Literature DB >> 23315077

T cells home to the thymus and control infection.

Claudia Nobrega1, Cláudio Nunes-Alves, Bruno Cerqueira-Rodrigues, Susana Roque, Palmira Barreira-Silva, Samuel M Behar, Margarida Correia-Neves.   

Abstract

The thymus is a target of multiple pathogens. How the immune system responds to thymic infection is largely unknown. Despite being considered an immune-privileged organ, we detect a mycobacteria-specific T cell response in the thymus following dissemination of Mycobacterium avium or Mycobacterium tuberculosis. This response includes proinflammatory cytokine production by mycobacteria-specific CD4(+) and CD8(+) T cells, which stimulates infected cells and controls bacterial growth in the thymus.

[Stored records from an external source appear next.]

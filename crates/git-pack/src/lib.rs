//! Packfile reading, writing, delta encoding, and index support.
//!
//! This crate implements git's packfile format — the primary storage
//! optimization that stores objects using delta compression. Packfiles
//! are also the wire format for network transfer (push/fetch).

pub mod bitmap;
pub mod delta;
pub mod entry;
pub mod generate;
pub mod index;
pub mod midx;
pub mod pack;
pub mod revindex;
pub mod verify;
pub mod write;

use git_hash::ObjectId;
use git_object::ObjectType;

/// Errors that can occur during pack operations.
#[derive(Debug, thiserror::Error)]
pub enum PackError {
    #[error("invalid pack header: {0}")]
    InvalidHeader(String),

    #[error("invalid pack index: {0}")]
    InvalidIndex(String),

    #[error("invalid delta at offset {offset}: {reason}")]
    InvalidDelta { offset: u64, reason: String },

    #[error("delta base not found: {0}")]
    MissingBase(ObjectId),

    #[error("delta chain too deep (>{max_depth} levels) at offset {offset}")]
    DeltaChainTooDeep { offset: u64, max_depth: usize },

    #[error("pack checksum mismatch: expected {expected}, got {actual}")]
    ChecksumMismatch { expected: ObjectId, actual: ObjectId },

    #[error("corrupt pack entry at offset {0}")]
    CorruptEntry(u64),

    #[error("unsupported pack version: {0}")]
    UnsupportedVersion(u32),

    #[error(transparent)]
    Io(#[from] std::io::Error),

    #[error(transparent)]
    Object(#[from] git_object::ObjectError),

    #[error(transparent)]
    Hash(#[from] git_hash::HashError),
}

/// Type of a packed object entry.
#[derive(Debug, Clone, Copy, PartialEq, Eq)]
pub enum PackEntryType {
    Commit,
    Tree,
    Blob,
    Tag,
    /// Delta with offset to base in same pack.
    OfsDelta { base_offset: u64 },
    /// Delta referencing base by OID.
    RefDelta { base_oid: ObjectId },
}

impl PackEntryType {
    /// Convert a non-delta pack entry type to an ObjectType.
    pub fn to_object_type(self) -> Option<ObjectType> {
        match self {
            Self::Commit => Some(ObjectType::Commit),
            Self::Tree => Some(ObjectType::Tree),
            Self::Blob => Some(ObjectType::Blob),
            Self::Tag => Some(ObjectType::Tag),
            Self::OfsDelta { .. } | Self::RefDelta { .. } => None,
        }
    }

    /// Type number as used in pack entry headers.
    pub fn type_number(&self) -> u8 {
        match self {
            Self::Commit => 1,
            Self::Tree => 2,
            Self::Blob => 3,
            Self::Tag => 4,
            Self::OfsDelta { .. } => 6,
            Self::RefDelta { .. } => 7,
        }
    }
}

/// A fully resolved object read from a packfile.
#[derive(Debug, Clone, PartialEq, Eq)]
pub struct PackedObject {
    pub obj_type: ObjectType,
    pub data: Vec<u8>,
}

/// Pack format constants.
pub const PACK_SIGNATURE: &[u8; 4] = b"PACK";
pub const PACK_VERSION: u32 = 2;
pub const PACK_HEADER_SIZE: usize = 12;

/// Pack index v2 constants.
pub const IDX_SIGNATURE: [u8; 4] = [0xff, 0x74, 0x4f, 0x63]; // "\377tOc"
pub const IDX_VERSION: u32 = 2;

/// Default maximum delta chain depth before we bail out with
/// `DeltaChainTooDeep`, matching the depth git's own packer targets
/// (`--depth=50`) rather than an arbitrary safety ceiling.
pub const MAX_DELTA_CHAIN_DEPTH: usize = 50;
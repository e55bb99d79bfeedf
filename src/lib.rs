// src/lib.rs
// Public library surface for the binaries and integration tests.

pub mod api;
pub mod config;
pub mod feeds;
pub mod generate;
pub mod history;
pub mod metrics;
pub mod pipeline;
pub mod stream;

pub use crate::api::{router, AppState};
pub use crate::pipeline::{GenerationRequest, Orchestrator, RequestContext};
pub use crate::stream::{GenerationState, StreamEvent};

use std::sync::Arc;

use anyhow::Context;
use axum::Router;
use tracing::info;

use crate::config::ai::AiConfig;
use crate::config::app::AppConfig;
use crate::feeds::config::load_feeds_default;
use crate::feeds::memory::MemoryStore;
use crate::feeds::rss::RssFetcher;
use crate::generate::build_producer;
use crate::history::NewsletterHistory;

/// Build the full application router from environment and config files.
///
/// Used by the Shuttle entrypoint and by HTTP tests that want the real wiring.
pub async fn app() -> anyhow::Result<Router> {
    let cfg = AppConfig::from_env();

    let feeds = load_feeds_default().context("loading feed subscriptions")?;
    let fetcher = Arc::new(RssFetcher::http()?);
    let store = Arc::new(MemoryStore::with_feeds(fetcher, feeds));

    let ai = AiConfig::load_default();
    let producer = build_producer(&ai);
    info!(
        feeds = store.feeds().len(),
        producer = producer.name(),
        timeout_secs = cfg.generation_timeout.as_secs(),
        "newsletter service configured"
    );

    let orchestrator = Orchestrator::new(store.clone(), store.clone(), producer)
        .with_timeout(cfg.generation_timeout)
        .with_refresh_concurrency(cfg.refresh_concurrency);

    let state = AppState {
        orchestrator,
        store,
        history: Arc::new(NewsletterHistory::with_capacity(cfg.history_capacity)),
    };

    let handle = crate::metrics::init();
    Ok(router(state).merge(crate::metrics::router(handle)))
}
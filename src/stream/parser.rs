//! # Chunk Parser
//! Reassembles protocol lines from transport chunks whose boundaries have no
//! relation to message boundaries.
//!
//! [`LineBuffer`] keeps the unterminated tail of the previous chunk and
//! prepends it to the next one, so a line split across any number of chunks
//! (even inside a multi-byte UTF-8 sequence) is decoded exactly once.
//! [`parse_chunk`] is the stateless per-chunk split; it loses split lines and
//! is only suitable when the caller already holds whole messages.

use crate::stream::event::{decode_line, StreamEvent};

/// Carry-over buffer producing complete lines from byte chunks.
#[derive(Debug, Default, Clone)]
pub struct LineBuffer {
    pending: Vec<u8>,
}

impl LineBuffer {
    pub fn new() -> Self {
        Self::default()
    }

    /// Append a chunk and return every line it completed, without the `\n`.
    pub fn push(&mut self, chunk: &[u8]) -> Vec<String> {
        self.pending.extend_from_slice(chunk);
        let Some(last_nl) = self.pending.iter().rposition(|b| *b == b'\n') else {
            return Vec::new();
        };
        let complete: Vec<u8> = self.pending.drain(..=last_nl).collect();
        // the final split element is the empty remainder after the last '\n'
        let mut lines: Vec<String> = complete
            .split(|b| *b == b'\n')
            .map(|raw| String::from_utf8_lossy(raw).into_owned())
            .collect();
        lines.pop();
        lines
    }

    /// Flush whatever is left once the transport has ended.
    pub fn finish(&mut self) -> Option<String> {
        if self.pending.is_empty() {
            return None;
        }
        let rest = std::mem::take(&mut self.pending);
        Some(String::from_utf8_lossy(&rest).into_owned())
    }

    /// Bytes held back waiting for a line terminator.
    pub fn pending_len(&self) -> usize {
        self.pending.len()
    }

    pub fn reset(&mut self) {
        self.pending.clear();
    }
}

/// Stream-level parser: [`LineBuffer`] + [`decode_line`].
///
/// One parser per stream; call [`ChunkParser::reset`] before reusing it.
#[derive(Debug, Default, Clone)]
pub struct ChunkParser {
    lines: LineBuffer,
}

impl ChunkParser {
    pub fn new() -> Self {
        Self::default()
    }

    pub fn push(&mut self, chunk: &str) -> Vec<StreamEvent> {
        self.push_bytes(chunk.as_bytes())
    }

    pub fn push_bytes(&mut self, chunk: &[u8]) -> Vec<StreamEvent> {
        self.lines
            .push(chunk)
            .iter()
            .filter_map(|line| decode_line(line))
            .collect()
    }

    /// Decode a trailing line the server never terminated.
    pub fn finish(&mut self) -> Option<StreamEvent> {
        self.lines.finish().and_then(|line| decode_line(&line))
    }

    pub fn pending_len(&self) -> usize {
        self.lines.pending_len()
    }

    pub fn reset(&mut self) {
        self.lines.reset();
    }
}

/// Stateless split of a single chunk. Lines cut at either edge are dropped.
pub fn parse_chunk(text: &str) -> Vec<StreamEvent> {
    text.split('\n').filter_map(decode_line).collect()
}
// tests/staleness.rs
//
// Staleness decisions against the in-memory store and a store whose
// lookups fail.

mod common;

use anyhow::{anyhow, Result};
use async_trait::async_trait;
use chrono::{DateTime, Duration, Utc};

use newsletter_stream::feeds::staleness::{evaluate, is_stale, stale_feeds, FRESHNESS_WINDOW_SECS};
use newsletter_stream::feeds::types::{FeedRecord, FeedStore};

use common::fixture_store;

fn s(ids: &[&str]) -> Vec<String> {
    ids.iter().map(|s| s.to_string()).collect()
}

#[tokio::test]
async fn never_fetched_feed_needs_refresh() {
    let store = fixture_store();
    store.insert_feed(FeedRecord::new("new", "https://new.test/rss"));

    let out = evaluate(store.as_ref(), &s(&["new"]), Utc::now()).await;
    assert_eq!(out.len(), 1);
    assert!(out[0].needs_refresh);
    assert_eq!(out[0].most_recent_fetch, None);
}

#[tokio::test]
async fn shared_url_fetched_recently_by_another_record_counts_as_fresh() {
    let store = fixture_store();
    let now = Utc::now();
    let url = "https://shared.test/rss";
    store.insert_feed(FeedRecord::new("mine", url).fetched_at(now - Duration::hours(5)));
    store.insert_feed(FeedRecord::new("theirs", url).fetched_at(now - Duration::hours(1)));

    let out = evaluate(store.as_ref(), &s(&["mine"]), now).await;
    assert!(!out[0].needs_refresh, "fresh fetch by another subscriber must win");
    assert_eq!(out[0].most_recent_fetch, Some(now - Duration::hours(1)));
    assert!(stale_feeds(store.as_ref(), &s(&["mine"]), now).await.is_empty());
}

#[tokio::test]
async fn two_and_four_hours_ago_fall_either_side_of_the_window() {
    let store = fixture_store();
    let now = Utc::now();
    store.insert_feed(FeedRecord::new("two", "https://two.test/rss").fetched_at(now - Duration::hours(2)));
    store.insert_feed(FeedRecord::new("four", "https://four.test/rss").fetched_at(now - Duration::hours(4)));
    store.insert_feed(FeedRecord::new("never", "https://never.test/rss"));

    let stale = stale_feeds(store.as_ref(), &s(&["two", "four", "never"]), now).await;
    assert_eq!(stale, s(&["four", "never"]));
}

#[tokio::test]
async fn never_fetched_record_shares_freshness_of_its_url() {
    let store = fixture_store();
    let now = Utc::now();
    let url = "https://popular.test/rss";
    store.insert_feed(FeedRecord::new("tenant-a", url).fetched_at(now - Duration::hours(1)));
    store.insert_feed(FeedRecord::new("tenant-b", url));

    let stale = stale_feeds(store.as_ref(), &s(&["tenant-a", "tenant-b"]), now).await;
    assert!(stale.is_empty(), "both records ride on the 1h fetch: {stale:?}");
}

#[tokio::test]
async fn every_record_older_than_window_is_stale() {
    let store = fixture_store();
    let now = Utc::now();
    let url = "https://old.test/rss";
    store.insert_feed(FeedRecord::new("a", url).fetched_at(now - Duration::hours(4)));
    store.insert_feed(FeedRecord::new("b", url).fetched_at(now - Duration::hours(6)));
    store.insert_feed(FeedRecord::new("fresh", "https://fresh.test/rss").fetched_at(now));

    let stale = stale_feeds(store.as_ref(), &s(&["a", "b", "fresh"]), now).await;
    assert_eq!(stale, s(&["a", "b"]));
}

#[tokio::test]
async fn duplicate_ids_are_evaluated_once_in_request_order() {
    let store = fixture_store();
    store.insert_feed(FeedRecord::new("x", "https://x.test/rss"));
    store.insert_feed(FeedRecord::new("y", "https://y.test/rss"));

    let out = evaluate(store.as_ref(), &s(&["y", "x", "y"]), Utc::now()).await;
    let ids: Vec<_> = out.iter().map(|v| v.feed_id.as_str()).collect();
    assert_eq!(ids, vec!["y", "x"]);
}

#[test]
fn window_edge_is_still_fresh() {
    let now = Utc::now();
    let edge = now - Duration::seconds(FRESHNESS_WINDOW_SECS);
    assert!(!is_stale(Some(edge), now));
    assert!(is_stale(Some(edge - Duration::seconds(1)), now));
    assert!(is_stale(None, now));
}

/// Store whose URL lookup fails for one URL and whose record lookup fails for one id.
struct BrokenLookups;

#[async_trait]
impl FeedStore for BrokenLookups {
    async fn feed(&self, id: &str) -> Result<Option<FeedRecord>> {
        match id {
            "db-down" => Err(anyhow!("connection reset")),
            "url-down" => Ok(Some(FeedRecord::new(id, "https://url-down.test/rss"))),
            _ => Ok(Some(FeedRecord::new(id, "https://ok.test/rss").fetched_at(Utc::now()))),
        }
    }

    async fn latest_fetch_for_url(&self, url: &str) -> Result<Option<DateTime<Utc>>> {
        if url.contains("url-down") {
            return Err(anyhow!("timeout"));
        }
        Ok(Some(Utc::now()))
    }

    async fn refresh_feed(&self, _id: &str) -> Result<usize> {
        Ok(0)
    }
}

#[tokio::test]
async fn lookup_failures_are_treated_as_stale_without_aborting() {
    let now = Utc::now();
    let out = evaluate(&BrokenLookups, &s(&["db-down", "url-down", "ok"]), now).await;

    assert_eq!(out.len(), 3);
    assert!(out[0].needs_refresh);
    assert!(out[1].needs_refresh);
    assert!(!out[2].needs_refresh);
}
//! Newsletter generation: producer abstraction + prompt assembly.

pub mod partial_json;
pub mod producer;
pub mod prompt;

pub use producer::{
    build_producer, DisabledProducer, DynProducer, GenerationInput, MockProducer, NewsletterProducer,
    OpenAiProducer, SnapshotStream,
};
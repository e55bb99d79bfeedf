// src/feeds/refresh.rs
//! Best-effort concurrent refresh of stale feeds.
//!
//! Every feed is attempted; failures are collected next to successes instead
//! of short-circuiting the batch. Upstream feeds are third-party, so a partial
//! failure here is routine.

use futures::stream::{self, StreamExt};
use metrics::{counter, histogram};
use tracing::{info, warn};

use crate::feeds::types::FeedStore;

/// Default fan-out width.
pub const DEFAULT_REFRESH_CONCURRENCY: usize = 8;

#[derive(Debug, Default, Clone, PartialEq, Eq)]
pub struct RefreshReport {
    pub refreshed: Vec<String>,
    /// `(feed_id, error message)`
    pub failed: Vec<(String, String)>,
    pub new_articles: usize,
}

impl RefreshReport {
    pub fn attempted(&self) -> usize {
        self.refreshed.len() + self.failed.len()
    }
}

/// Refresh `feed_ids` with at most `concurrency` fetches in flight and
/// wait for all of them to settle.
pub async fn refresh_feeds(store: &dyn FeedStore, feed_ids: &[String], concurrency: usize) -> RefreshReport {
    let t0 = std::time::Instant::now();
    let outcomes: Vec<(String, anyhow::Result<usize>)> = stream::iter(feed_ids.iter().cloned())
        .map(move |id| async move {
            let res = store.refresh_feed(&id).await;
            (id, res)
        })
        .buffer_unordered(concurrency.max(1))
        .collect()
        .await;

    let mut report = RefreshReport::default();
    for (id, res) in outcomes {
        match res {
            Ok(n) => {
                report.new_articles += n;
                report.refreshed.push(id);
            }
            Err(e) => {
                warn!(target: "feeds", feed_id = %id, error = ?e, "feed refresh failed");
                report.failed.push((id, format!("{e:#}")));
            }
        }
    }

    counter!("feeds_refreshed_total").increment(report.refreshed.len() as u64);
    counter!("feeds_refresh_errors_total").increment(report.failed.len() as u64);
    histogram!("feeds_refresh_ms").record(t0.elapsed().as_secs_f64() * 1_000.0);
    info!(
        target: "feeds",
        refreshed = report.refreshed.len(),
        failed = report.failed.len(),
        new_articles = report.new_articles,
        "refresh batch settled"
    );
    report
}
// src/feeds/mod.rs
//! Feed records, staleness decisions and upstream refresh.

pub mod config;
pub mod memory;
pub mod refresh;
pub mod rss;
pub mod staleness;
pub mod types;

use once_cell::sync::OnceCell;
use regex::Regex;

/// Upper bound on stored summary length (chars).
pub const SUMMARY_MAX_CHARS: usize = 1500;

/// Normalize upstream text: decode entities, strip tags, straighten quotes,
/// collapse whitespace, cap length.
pub fn normalize_text(s: &str) -> String {
    let mut out = html_escape::decode_html_entities(s).to_string();

    static RE_TAGS: OnceCell<Regex> = OnceCell::new();
    let re_tags = RE_TAGS.get_or_init(|| Regex::new(r"(?is)</?[^>]+>").expect("tag regex"));
    out = re_tags.replace_all(&out, " ").to_string();

    out = out
        .replace(['\u{201C}', '\u{201D}', '\u{00AB}', '\u{00BB}'], "\"")
        .replace(['\u{2018}', '\u{2019}'], "'");

    static RE_WS: OnceCell<Regex> = OnceCell::new();
    let re_ws = RE_WS.get_or_init(|| Regex::new(r"\s+").expect("whitespace regex"));
    out = re_ws.replace_all(&out, " ").trim().to_string();

    if out.chars().count() > SUMMARY_MAX_CHARS {
        out = out.chars().take(SUMMARY_MAX_CHARS).collect();
    }
    out
}
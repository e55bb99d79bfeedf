//! history.rs: bounded in-memory store of saved newsletters.
//!
//! Generated content is only persisted when a client explicitly saves it;
//! the generation stream itself never writes here.

use std::sync::Mutex;

use chrono::{DateTime, Utc};
use serde::{Deserialize, Serialize};
use serde_json::Value;
use sha2::{Digest, Sha256};

#[derive(Debug, Clone, PartialEq, Serialize, Deserialize)]
#[serde(rename_all = "camelCase")]
pub struct SavedNewsletter {
    pub id: String,
    pub feed_ids: Vec<String>,
    pub start_date: DateTime<Utc>,
    pub end_date: DateTime<Utc>,
    #[serde(default, skip_serializing_if = "Option::is_none")]
    pub user_input: Option<String>,
    #[serde(default, skip_serializing_if = "Option::is_none")]
    pub user_id: Option<String>,
    pub articles_analyzed: Option<u64>,
    pub content: Value,
    pub created_at: DateTime<Utc>,
}

/// Fields supplied by the client on save; id and timestamp are assigned here.
#[derive(Debug, Clone, Deserialize)]
#[serde(rename_all = "camelCase")]
pub struct NewSavedNewsletter {
    pub feed_ids: Vec<String>,
    pub start_date: DateTime<Utc>,
    pub end_date: DateTime<Utc>,
    #[serde(default)]
    pub user_input: Option<String>,
    #[serde(default)]
    pub articles_analyzed: Option<u64>,
    /// Final snapshot from the generation stream.
    pub content: Value,
}

#[derive(Debug)]
pub struct NewsletterHistory {
    inner: Mutex<Vec<SavedNewsletter>>,
    cap: usize,
}

impl NewsletterHistory {
    pub fn with_capacity(cap: usize) -> Self {
        let cap = cap.clamp(1, 10_000);
        Self {
            inner: Mutex::new(Vec::with_capacity(cap)),
            cap,
        }
    }

    /// Store a newsletter, evicting the oldest entries beyond capacity.
    pub fn save(&self, new: NewSavedNewsletter, user_id: Option<String>) -> SavedNewsletter {
        let created_at = Utc::now();
        let entry = SavedNewsletter {
            id: newsletter_id(&new, created_at),
            feed_ids: new.feed_ids,
            start_date: new.start_date,
            end_date: new.end_date,
            user_input: new.user_input,
            user_id,
            articles_analyzed: new.articles_analyzed,
            content: new.content,
            created_at,
        };

        let mut v = self.lock();
        v.push(entry.clone());
        if v.len() > self.cap {
            let excess = v.len() - self.cap;
            v.drain(0..excess);
        }
        entry
    }

    pub fn get(&self, id: &str) -> Option<SavedNewsletter> {
        self.lock().iter().find(|n| n.id == id).cloned()
    }

    /// Most recent first.
    pub fn list_recent(&self, n: usize) -> Vec<SavedNewsletter> {
        self.lock().iter().rev().take(n).cloned().collect()
    }

    pub fn len(&self) -> usize {
        self.lock().len()
    }

    pub fn is_empty(&self) -> bool {
        self.len() == 0
    }

    fn lock(&self) -> std::sync::MutexGuard<'_, Vec<SavedNewsletter>> {
        // a panic mid-push leaves the Vec intact, so a poisoned lock is still usable
        self.inner.lock().unwrap_or_else(|p| p.into_inner())
    }
}

fn newsletter_id(new: &NewSavedNewsletter, created_at: DateTime<Utc>) -> String {
    let mut h = Sha256::new();
    h.update(new.feed_ids.join(",").as_bytes());
    h.update(new.start_date.to_rfc3339().as_bytes());
    h.update(new.end_date.to_rfc3339().as_bytes());
    h.update(new.content.to_string().as_bytes());
    h.update(
        created_at
            .timestamp_nanos_opt()
            .unwrap_or_default()
            .to_le_bytes(),
    );
    let digest = h.finalize();
    digest[..8].iter().map(|b| format!("{b:02x}")).collect()
}

#[cfg(test)]
mod tests {
    use super::*;
    use chrono::TimeZone;
    use serde_json::json;

    fn sample(body: &str) -> NewSavedNewsletter {
        NewSavedNewsletter {
            feed_ids: vec!["f1".into()],
            start_date: Utc.with_ymd_and_hms(2025, 10, 1, 0, 0, 0).unwrap(),
            end_date: Utc.with_ymd_and_hms(2025, 10, 8, 0, 0, 0).unwrap(),
            user_input: None,
            articles_analyzed: Some(3),
            content: json!({ "body": body }),
        }
    }

    #[test]
    fn save_then_get() {
        let h = NewsletterHistory::with_capacity(10);
        let saved = h.save(sample("hello"), Some("u1".into()));
        assert_eq!(saved.id.len(), 16);
        let got = h.get(&saved.id).unwrap();
        assert_eq!(got, saved);
        assert_eq!(got.user_id.as_deref(), Some("u1"));
        assert!(h.get("nope").is_none());
    }

    #[test]
    fn capacity_evicts_oldest_and_lists_newest_first() {
        let h = NewsletterHistory::with_capacity(2);
        let a = h.save(sample("a"), None);
        let b = h.save(sample("b"), None);
        let c = h.save(sample("c"), None);
        assert_eq!(h.len(), 2);
        assert!(h.get(&a.id).is_none());
        let ids: Vec<_> = h.list_recent(10).into_iter().map(|n| n.id).collect();
        assert_eq!(ids, vec![c.id, b.id]);
    }
}
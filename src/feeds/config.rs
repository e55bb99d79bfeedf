// src/feeds/config.rs
use anyhow::{anyhow, Context, Result};
use std::fs;
use std::path::{Path, PathBuf};

use crate::feeds::types::FeedRecord;

pub const ENV_FEEDS_CONFIG_PATH: &str = "FEEDS_CONFIG_PATH";

#[derive(Debug, serde::Deserialize)]
struct FeedEntry {
    id: String,
    url: String,
    #[serde(default)]
    title: Option<String>,
}

/// Load seed feeds from an explicit path. Supports TOML or JSON formats.
pub fn load_feeds_from(path: &Path) -> Result<Vec<FeedRecord>> {
    let content = fs::read_to_string(path)
        .with_context(|| format!("reading feeds from {}", path.display()))?;
    let ext = path
        .extension()
        .and_then(|s| s.to_str())
        .unwrap_or_default()
        .to_ascii_lowercase();
    parse_feeds(&content, ext.as_str())
}

/// Load seed feeds using env var + fallbacks:
/// 1) $FEEDS_CONFIG_PATH
/// 2) config/feeds.toml
/// 3) config/feeds.json
pub fn load_feeds_default() -> Result<Vec<FeedRecord>> {
    if let Ok(p) = std::env::var(ENV_FEEDS_CONFIG_PATH) {
        let pb = PathBuf::from(p);
        if pb.exists() {
            return load_feeds_from(&pb);
        }
        return Err(anyhow!("FEEDS_CONFIG_PATH points to non-existent path"));
    }
    let toml_p = PathBuf::from("config/feeds.toml");
    if toml_p.exists() {
        return load_feeds_from(&toml_p);
    }
    let json_p = PathBuf::from("config/feeds.json");
    if json_p.exists() {
        return load_feeds_from(&json_p);
    }
    Ok(Vec::new())
}

fn parse_feeds(s: &str, hint_ext: &str) -> Result<Vec<FeedRecord>> {
    match hint_ext {
        "toml" => parse_toml(s),
        "json" => parse_json(s),
        _ => parse_toml(s).or_else(|_| parse_json(s)),
    }
}

fn parse_toml(s: &str) -> Result<Vec<FeedRecord>> {
    #[derive(serde::Deserialize)]
    struct TomlFeeds {
        #[serde(default)]
        feeds: Vec<FeedEntry>,
    }
    let v: TomlFeeds = toml::from_str(s).context("parsing feeds toml")?;
    clean_list(v.feeds)
}

fn parse_json(s: &str) -> Result<Vec<FeedRecord>> {
    let v: Vec<FeedEntry> = serde_json::from_str(s).context("parsing feeds json")?;
    clean_list(v)
}

/// Trim fields, reject blanks, keep the first entry per id.
fn clean_list(items: Vec<FeedEntry>) -> Result<Vec<FeedRecord>> {
    let mut out: Vec<FeedRecord> = Vec::with_capacity(items.len());
    for it in items {
        let id = it.id.trim();
        let url = it.url.trim();
        if id.is_empty() || url.is_empty() {
            return Err(anyhow!("feed entry with blank id or url"));
        }
        if out.iter().any(|f| f.id == id) {
            continue;
        }
        let mut rec = FeedRecord::new(id, url);
        rec.title = it
            .title
            .map(|t| t.trim().to_string())
            .filter(|t| !t.is_empty());
        out.push(rec);
    }
    Ok(out)
}
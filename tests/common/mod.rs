// tests/common/mod.rs
// Shared builders for integration tests. Not every test binary uses every helper.
#![allow(dead_code)]

use std::sync::Arc;
use std::time::Duration;

use anyhow::{bail, Result};
use async_trait::async_trait;
use chrono::{DateTime, TimeZone, Utc};
use tokio::sync::mpsc;

use newsletter_stream::api::AppState;
use newsletter_stream::feeds::memory::MemoryStore;
use newsletter_stream::feeds::rss::RssFetcher;
use newsletter_stream::feeds::types::{Article, FeedFetcher, FetchedItem};
use newsletter_stream::generate::DynProducer;
use newsletter_stream::history::NewsletterHistory;
use newsletter_stream::pipeline::Orchestrator;
use newsletter_stream::StreamEvent;

pub fn fixture_rss() -> String {
    let path = concat!(env!("CARGO_MANIFEST_DIR"), "/tests/fixtures/sample_rss.xml");
    std::fs::read_to_string(path).expect("read sample_rss.xml")
}

/// Midday UTC on the given October 2025 day.
pub fn oct(day: u32) -> DateTime<Utc> {
    Utc.with_ymd_and_hms(2025, 10, day, 12, 0, 0).unwrap()
}

pub fn article(feed: &str, guid: &str, at: DateTime<Utc>) -> Article {
    Article {
        feed_id: feed.to_string(),
        guid: guid.to_string(),
        title: format!("Title {guid}"),
        link: Some(format!("https://example.test/{feed}/{guid}")),
        summary: format!("Summary for {guid}"),
        published_at: at,
    }
}

/// Fetcher that fails for any URL containing `broken`, else serves the fixture.
pub struct FlakyFetcher {
    inner: RssFetcher,
}

impl FlakyFetcher {
    pub fn new() -> Self {
        Self {
            inner: RssFetcher::from_fixture(&fixture_rss()),
        }
    }
}

#[async_trait]
impl FeedFetcher for FlakyFetcher {
    async fn fetch(&self, url: &str) -> Result<Vec<FetchedItem>> {
        if url.contains("broken") {
            bail!("upstream returned 503 for {url}");
        }
        self.inner.fetch(url).await
    }

    fn name(&self) -> &'static str {
        "flaky"
    }
}

pub fn fixture_store() -> Arc<MemoryStore> {
    Arc::new(MemoryStore::new(Arc::new(FlakyFetcher::new())))
}

pub fn orchestrator(store: &Arc<MemoryStore>, producer: DynProducer) -> Orchestrator {
    Orchestrator::new(store.clone(), store.clone(), producer)
}

pub fn app_state(store: Arc<MemoryStore>, producer: DynProducer, timeout: Duration) -> AppState {
    AppState {
        orchestrator: orchestrator(&store, producer).with_timeout(timeout),
        store,
        history: Arc::new(NewsletterHistory::with_capacity(50)),
    }
}

pub async fn drain(mut rx: mpsc::Receiver<StreamEvent>) -> Vec<StreamEvent> {
    let mut out = Vec::new();
    while let Some(ev) = rx.recv().await {
        out.push(ev);
    }
    out
}

pub fn kinds(events: &[StreamEvent]) -> Vec<&'static str> {
    events.iter().map(StreamEvent::kind).collect()
}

Importantly, the responding T cells are mature peripheral T cells that recirculate back to the thymus. The recruitment of these cells is associated with an increased expression of Th1 chemokines and an enrichment of CXCR3(+) mycobacteria-specific T cells in the thymus. Finally, we demonstrate it is the mature T cells that home to the thymus that most efficiently control mycobacterial infection. Although the presence of mature T cells in the thymus has been recognized for some time, to our knowledge, these data are the first to show that T cell recirculation from the periphery to the thymus is a mechanism that allows the immune system to respond to thymic infection. Maintaining a functional thymic environment is essential to maintain T cell differentiation and prevent the emergence of central tolerance to the invading pathogens.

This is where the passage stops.